Фейс, все еще не придя в себя, села на зеленый складной стул с краю длинного резного стола. Сенатор уселся между ней и Чэндлером. На стене висели огромные картины в позолоченных рамах стиля рококо, изображающие битвы под Новым Орлеаном и при Чапультепеке. Обе картины сильно потемнели от времени и табачного дыма.

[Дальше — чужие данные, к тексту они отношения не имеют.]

//! Wire DTOs exchanged with the Wezawire REST API.
//!
//! Every entity is owned by the server. The dashboard keeps short-lived copies
//! of these values in view state and never derives server-computed fields
//! (points, KSH totals) on its own.

pub mod auth;
pub mod client;
pub mod dashboard;
pub mod journalist;
pub mod page;
pub mod press_release;
pub mod published_link;
pub mod template;
pub mod withdrawal;

use serde::{Deserialize, Deserializer};

/// Decodes `null` the same way as a missing field.
///
/// The API returns `null` for blank optional columns; the forms treat those as
/// empty strings, so the DTOs keep plain `String`s.
pub(crate) fn null_as_default<'de, D, T>(deserializer: D) -> Result<T, D::Error>
where
    D: Deserializer<'de>,
    T: Default + Deserialize<'de>,
{
    Ok(Option::<T>::deserialize(deserializer)?.unwrap_or_default())
}

/// Countries offered by the client, generation and distribution forms.
pub const COUNTRIES: [&str; 9] = [
    "Kenya",
    "Nigeria",
    "Zambia",
    "Ghana",
    "South Africa",
    "Burundi",
    "Rwanda",
    "Uganda",
    "Tanzania",
];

Сенатор Кахилл вытащил модные очки в массивной роговой оправе и принялся шарить в портфеле.
— М-м… сейчас посмотрю, я помню, что положил его сюда!..
Фейс на мгновение захотелось, чтобы досье исчезло так же таинственно, как и попало в руки к сенатору. Однако тут же в ней зашевелился червячок любопытства. Любопытство перешло в жгучий интерес, потом в неистовое волнение. Она опять с трудом переводила дух, крепко сжав на коленях переплетенные пальцы. Трудно поверить, что она пришла в Капитолий затем, чтобы узнать о себе такое, чего и сама не знала. Где-то далеко над ее головой высился большой купол, выстроенный Линкольном, как символ веры в Соединенные Штаты, и увенчанный колоссальной статуей Колумбии. «Как может такое правительство, при всем своем величии, — думала Фейс, — заниматься мною?» Фейс охватил почти благоговейный страх при мысли о том, какое ей уделяют внимание.

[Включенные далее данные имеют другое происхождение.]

//! AI generation of a press release body.
//!
//! Opened with the (usually empty) draft to fill. The request goes out as
//! JSON unless a document or a partner logo is attached, in which case it is
//! sent as multipart.

use common::events::{AppEvent, EventKind, Subscription};
use common::model::client::Client;
use common::model::page::{ListQuery, Page};
use common::model::press_release::{GenerateRequest, NewPressRelease, Partner, PressRelease};
use common::model::COUNTRIES;
use web_sys::{File, HtmlInputElement};
use yew::prelude::*;
use yew_router::scope_ext::RouterScopeExt;

use crate::app::{app_context, AppContext};
use crate::components::forms::{area_field, file_field, on_submit, options_of, select_field};
use crate::components::preview::DocumentView;
use crate::components::toast::{toast_api_error, toast_error, toast_success};
use crate::components::top_sheet::TopSheet;
use crate::http::{api, ApiError};
use crate::routes::Route;

pub enum Msg {
    Open(PressRelease),
    Close,
    ClientsLoaded(Result<Page<Client>, ApiError>),
    Prompt(String),
    Client(String),
    Country(String),
    PartnerName(usize, String),
    PartnerLogo(usize, Option<File>),
    AddPartner,
    RemovePartner(usize),
    Attachment(Option<File>),
    Submit,
    Generated(Result<PressRelease, ApiError>),
    OpenEditor,
}

pub struct GenerateModal {
    context: AppContext,
    open: bool,
    clients: Vec<Client>,
    request: GenerateRequest,
    /// Indexed like `request.partners`.
    logos: Vec<Option<File>>,
    attachment: Option<File>,
    generating: bool,
    generated: Option<PressRelease>,
    _subscription: Subscription,
}

/// Creates an empty draft and opens the generation modal for it.
pub fn start_draft(context: &AppContext) {
    let context = context.clone();
    wasm_bindgen_futures::spawn_local(async move {
        match api::create_press_release(&context.client, &NewPressRelease::default()).await {
            Ok(release) => {
                log::info!("created draft {}", release.id);
                context.bus.emit(AppEvent::ReloadPressReleases);
                context.bus.emit(AppEvent::OpenGenerateModal(release));
            }
            Err(error) => toast_api_error("Failed to create the press release", &error),
        }
    });
}

impl GenerateModal {
    fn reset(&mut self, release: &PressRelease) {
        self.request = GenerateRequest {
            id: release.id.clone(),
            partners: vec![Partner::default()],
            ..Default::default()
        };
        self.logos = vec![None];
        self.attachment = None;
        self.generated = None;
    }

    fn has_attachments(&self) -> bool {
        self.attachment.is_some() || self.logos.iter().any(Option::is_some)
    }

    fn partner_rows(&self, ctx: &Context<Self>) -> Html {
        let link = ctx.link();
        let removable = self.request.partners.len() > 1;
        html! {
            <fieldset class="partners">
                <legend>{ "Partners" }</legend>
                { for self.request.partners.iter().enumerate().map(|(index, partner)| {
                    let oninput = link.callback(move |e: InputEvent| {
                        Msg::PartnerName(index, e.target_unchecked_into::<HtmlInputElement>().value())
                    });
                    html! {
                        <div class="partner-row">
                            <input type="text" placeholder="Partner name" value={partner.name.clone()} {oninput} />
                            { file_field("Logo", "image/*", link.callback(move |file| Msg::PartnerLogo(index, file))) }
                            if removable {
                                <button type="button" class="icon-button" title="Remove partner"
                                    onclick={link.callback(move |_| Msg::RemovePartner(index))}>
                                    <span class="material-icons">{"close"}</span>
                                </button>
                            }
                        </div>
                    }
                }) }
                <button type="button" class="btn btn-outline" onclick={link.callback(|_| Msg::AddPartner)}>
                    { "Add partner" }
                </button>
            </fieldset>
        }
    }

    fn form_view(&self, ctx: &Context<Self>) -> Html {
        let link = ctx.link();
        let clients: Vec<(String, String)> = self
            .clients
            .iter()
            .map(|client| (client.id.clone(), client.name.clone()))
            .collect();
        html! {
            <form onsubmit={on_submit(link, || Msg::Submit)}>
                { area_field("What is the press release about? *", &self.request.prompt, 5, link.callback(Msg::Prompt)) }
                { select_field("Client *", &self.request.client, Some("Select a client"), &clients, link.callback(Msg::Client)) }
                { select_field("Country *", &self.request.country, Some("Select a country"), &options_of(COUNTRIES), link.callback(Msg::Country)) }
                { self.partner_rows(ctx) }
                { file_field("Supporting document", ".pdf,.doc,.docx,.txt", link.callback(Msg::Attachment)) }
                <div class="form-buttons">
                    <button type="button" class="btn btn-outline" disabled={self.generating} onclick={link.callback(|_| Msg::Close)}>
                        { "Cancel" }
                    </button>
                    <button type="submit" class="btn btn-primary" disabled={self.generating}>
                        { if self.generating { "Generating..." } else { "Generate" } }
                    </button>
                </div>
            </form>
        }
    }

    fn result_view(&self, ctx: &Context<Self>, release: &PressRelease) -> Html {
        let link = ctx.link();
        html! {
            <>
                <h3>{ release.display_title().to_string() }</h3>
                <DocumentView document={release.document()} class={classes!("generated-preview")} />
                <div class="form-buttons">
                    <button type="button" class="btn btn-outline" onclick={link.callback(|_| Msg::Close)}>{ "Close" }</button>
                    <button type="button" class="btn btn-primary" onclick={link.callback(|_| Msg::OpenEditor)}>
                        { "Open in editor" }
                    </button>
                </div>
            </>
        }
    }
}

impl Component for GenerateModal {
    type Message = Msg;
    type Properties = ();

    fn create(ctx: &Context<Self>) -> Self {
        let context = app_context(ctx);
        let link = ctx.link().clone();
        let subscription = context.bus.on(EventKind::OpenGenerateModal, move |event| {
            if let AppEvent::OpenGenerateModal(release) = event {
                link.send_message(Msg::Open(release.clone()));
            }
        });
        Self {
            context,
            open: false,
            clients: Vec::new(),
            request: GenerateRequest::default(),
            logos: Vec::new(),
            attachment: None,
            generating: false,
            generated: None,
            _subscription: subscription,
        }
    }

    fn update(&mut self, ctx: &Context<Self>, msg: Self::Message) -> bool {
        match msg {
            Msg::Open(release) => {
                self.reset(&release);
                self.open = true;
                let client = self.context.client.clone();
                ctx.link().send_future(async move {
                    Msg::ClientsLoaded(api::list_clients(&client, &ListQuery::default(), None).await)
                });
            }
            Msg::Close => {
                if self.generating {
                    return false;
                }
                self.open = false;
            }
            Msg::ClientsLoaded(Ok(page)) => self.clients = page.results,
            Msg::ClientsLoaded(Err(error)) => toast_api_error("Failed to load clients", &error),
            Msg::Prompt(prompt) => self.request.prompt = prompt,
            Msg::Client(client) => self.request.client = client,
            Msg::Country(country) => self.request.country = country,
            Msg::PartnerName(index, name) => match self.request.partners.get_mut(index) {
                Some(partner) => partner.name = name,
                None => return false,
            },
            Msg::PartnerLogo(index, file) => match self.logos.get_mut(index) {
                Some(logo) => *logo = file,
                None => return false,
            },
            Msg::AddPartner => {
                self.request.partners.push(Partner::default());
                self.logos.push(None);
            }
            Msg::RemovePartner(index) => {
                if self.request.partners.len() <= 1 || index >= self.request.partners.len() {
                    return false;
                }
                self.request.partners.remove(index);
                self.logos.remove(index);
            }
            Msg::Attachment(file) => self.attachment = file,
            Msg::Submit => {
                if self.generating {
                    return false;
                }
                if let Some(field) = self.request.missing_field() {
                    toast_error(&format!("{field} is required"));
                    return false;
                }
                self.generating = true;
                let client = self.context.client.clone();
                let request = self.request.clone();
                if self.has_attachments() {
                    let attachment = self.attachment.clone();
                    let logos = self.logos.clone();
                    ctx.link().send_future(async move {
                        let result =
                            api::generate_press_release_with_attachments(&client, &request, attachment.as_ref(), &logos)
                                .await;
                        Msg::Generated(result)
                    });
                } else {
                    ctx.link().send_future(async move {
                        Msg::Generated(api::generate_press_release(&client, &request).await)
                    });
                }
            }
            Msg::Generated(result) => {
                self.generating = false;
                match result {
                    Ok(release) => {
                        toast_success("Press release generated");
                        self.generated = Some(release);
                        self.context.bus.emit(AppEvent::ReloadPressReleases);
                    }
                    Err(error) => toast_api_error("Failed to generate the press release", &error),
                }
            }
            Msg::OpenEditor => {
                let Some(release) = self.generated.take() else {
                    return false;
                };
                self.open = false;
                match ctx.link().navigator() {
                    Some(navigator) => navigator.push(&Route::Editor { id: release.id }),
                    None => log::error!("generation modal rendered outside the router"),
                }
            }
        }
        true
    }

    fn view(&self, ctx: &Context<Self>) -> Html {
        let body = match &self.generated {
            Some(release) => self.result_view(ctx, release),
            None => self.form_view(ctx),
        };
        html! {
            <TopSheet open={self.open} title="Generate press release" wide=true on_close={ctx.link().callback(|_| Msg::Close)}>
                { body }
            </TopSheet>
        }
    }
}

Дейн Чэндлер вынул пачку сигарет и предложил ей. Фейс со слабым подобием улыбки отрицательно качнула головой. Нервы ее были настолько взвинчены, что она сама поражалась, как это ей удается сидеть неподвижно.
— Ага, вот оно! — сказал сенатор, вытаскивая пухлую папку. — Такая толстенная папка, а я ее и не заметил! И все это написано об одной маленькой девочке!
При виде досье нервное возбуждение Фейс дошло почти до предела. Опять, как тогда, во сне, ее что-то душило, и она жаждала вдохнуть полной грудью хоть немного чистого свежего воздуха. Птичьей трели в разгаре сражения — вот чего она страстно желала! Сейчас ей до боли хотелось вернуть безмятежное, навсегда ушедшее прошлое, ибо в детстве и юности только самое простое кажется важным.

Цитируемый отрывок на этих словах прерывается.